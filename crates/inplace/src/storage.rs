//! Byte-level file access used by the apply engine.

use std::collections::BTreeMap;
use std::fs::{self, File, OpenOptions};
use std::io;
#[cfg(not(unix))]
use std::io::{Read, Seek, SeekFrom, Write};
#[cfg(unix)]
use std::os::unix::fs::FileExt;
use std::path::{Component, Path, PathBuf};

use crate::config::DEFAULT_SCRATCH_DIR;
use crate::key::{FileKey, FolderId};

/// Positional read/write access to one file.
pub trait BlockFile: Send {
    /// Fills `buf` from `offset`; short files are an error.
    fn read_at(&mut self, offset: u64, buf: &mut [u8]) -> io::Result<()>;
    /// Writes all of `data` at `offset`, extending the file if needed.
    fn write_at(&mut self, offset: u64, data: &[u8]) -> io::Result<()>;
    /// Truncates or extends the file to `len` bytes.
    fn set_len(&mut self, len: u64) -> io::Result<()>;
    /// Returns the current length in bytes.
    fn len(&mut self) -> io::Result<u64>;
    /// Flushes data and metadata to stable storage.
    fn sync(&mut self) -> io::Result<()>;
}

impl BlockFile for File {
    #[cfg(unix)]
    fn read_at(&mut self, offset: u64, buf: &mut [u8]) -> io::Result<()> {
        FileExt::read_exact_at(self, buf, offset)
    }

    #[cfg(not(unix))]
    fn read_at(&mut self, offset: u64, buf: &mut [u8]) -> io::Result<()> {
        self.seek(SeekFrom::Start(offset))?;
        self.read_exact(buf)
    }

    #[cfg(unix)]
    fn write_at(&mut self, offset: u64, data: &[u8]) -> io::Result<()> {
        FileExt::write_all_at(self, data, offset)
    }

    #[cfg(not(unix))]
    fn write_at(&mut self, offset: u64, data: &[u8]) -> io::Result<()> {
        self.seek(SeekFrom::Start(offset))?;
        self.write_all(data)
    }

    fn set_len(&mut self, len: u64) -> io::Result<()> {
        File::set_len(self, len)
    }

    fn len(&mut self) -> io::Result<u64> {
        Ok(self.metadata()?.len())
    }

    fn sync(&mut self) -> io::Result<()> {
        self.sync_all()
    }
}

/// Opens the files an update touches.
pub trait FileOpener: Send + Sync {
    /// Opens the destination for reading and writing.
    fn open_destination(&self, key: &FileKey) -> io::Result<Box<dyn BlockFile>>;
    /// Opens an external copy source read-only.
    fn open_source(&self, key: &FileKey) -> io::Result<Box<dyn BlockFile>>;
    /// Returns the absolute path of `key`.
    fn path_of(&self, key: &FileKey) -> io::Result<PathBuf>;
    /// Returns the scratch directory for `folder`, creating it if needed.
    fn scratch_dir(&self, folder: &FolderId) -> io::Result<PathBuf>;
}

/// Maps folder identifiers to root directories on the local filesystem.
#[derive(Clone, Debug)]
pub struct Folders {
    roots: BTreeMap<FolderId, PathBuf>,
    scratch_dir_name: String,
}

impl Default for Folders {
    fn default() -> Self {
        Self::new(DEFAULT_SCRATCH_DIR)
    }
}

impl Folders {
    /// Creates an empty registry whose scratch directories are named
    /// `scratch_dir_name`.
    pub fn new(scratch_dir_name: impl Into<String>) -> Self {
        Self {
            roots: BTreeMap::new(),
            scratch_dir_name: scratch_dir_name.into(),
        }
    }

    /// Registers `root` as the directory of `folder`.
    #[must_use]
    pub fn with_folder(mut self, folder: impl Into<FolderId>, root: impl Into<PathBuf>) -> Self {
        self.insert(folder, root);
        self
    }

    /// Registers `root` as the directory of `folder`.
    pub fn insert(&mut self, folder: impl Into<FolderId>, root: impl Into<PathBuf>) {
        self.roots.insert(folder.into(), root.into());
    }

    /// Returns the root directory of `folder`.
    #[must_use]
    pub fn root(&self, folder: &FolderId) -> Option<&Path> {
        self.roots.get(folder).map(PathBuf::as_path)
    }

    /// Returns every registered folder in lock order.
    pub fn folder_ids(&self) -> impl Iterator<Item = &FolderId> {
        self.roots.keys()
    }

    /// Resolves `key` to a path under its folder root.
    ///
    /// Absolute paths and paths that climb out of the root are rejected, as
    /// is any path into the scratch directory.
    pub fn resolve(&self, key: &FileKey) -> io::Result<PathBuf> {
        let root = self.root(key.folder()).ok_or_else(|| {
            io::Error::new(
                io::ErrorKind::NotFound,
                format!("unknown folder {}", key.folder()),
            )
        })?;
        let mut first = true;
        for component in key.path().components() {
            match component {
                Component::Normal(part) => {
                    if first && part == self.scratch_dir_name.as_str() {
                        return Err(invalid_path(key));
                    }
                }
                Component::CurDir => {}
                Component::ParentDir | Component::RootDir | Component::Prefix(_) => {
                    return Err(invalid_path(key));
                }
            }
            first = false;
        }
        if key.path().as_os_str().is_empty() {
            return Err(invalid_path(key));
        }
        Ok(root.join(key.path()))
    }
}

fn invalid_path(key: &FileKey) -> io::Error {
    io::Error::new(
        io::ErrorKind::InvalidInput,
        format!("path {} escapes its folder", key),
    )
}

impl FileOpener for Folders {
    fn open_destination(&self, key: &FileKey) -> io::Result<Box<dyn BlockFile>> {
        let path = self.resolve(key)?;
        let file = OpenOptions::new().read(true).write(true).open(path)?;
        Ok(Box::new(file))
    }

    fn open_source(&self, key: &FileKey) -> io::Result<Box<dyn BlockFile>> {
        let path = self.resolve(key)?;
        Ok(Box::new(File::open(path)?))
    }

    fn path_of(&self, key: &FileKey) -> io::Result<PathBuf> {
        self.resolve(key)
    }

    fn scratch_dir(&self, folder: &FolderId) -> io::Result<PathBuf> {
        let root = self.root(folder).ok_or_else(|| {
            io::Error::new(io::ErrorKind::NotFound, format!("unknown folder {folder}"))
        })?;
        let dir = root.join(&self.scratch_dir_name);
        fs::create_dir_all(&dir)?;
        Ok(dir)
    }
}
━━━━━━━━
If a line in the records contains "OpenOptions", report it.

use std::fs::{self, File, OpenOptions};
        let file = OpenOptions::new().read(true).write(true).open(path)?;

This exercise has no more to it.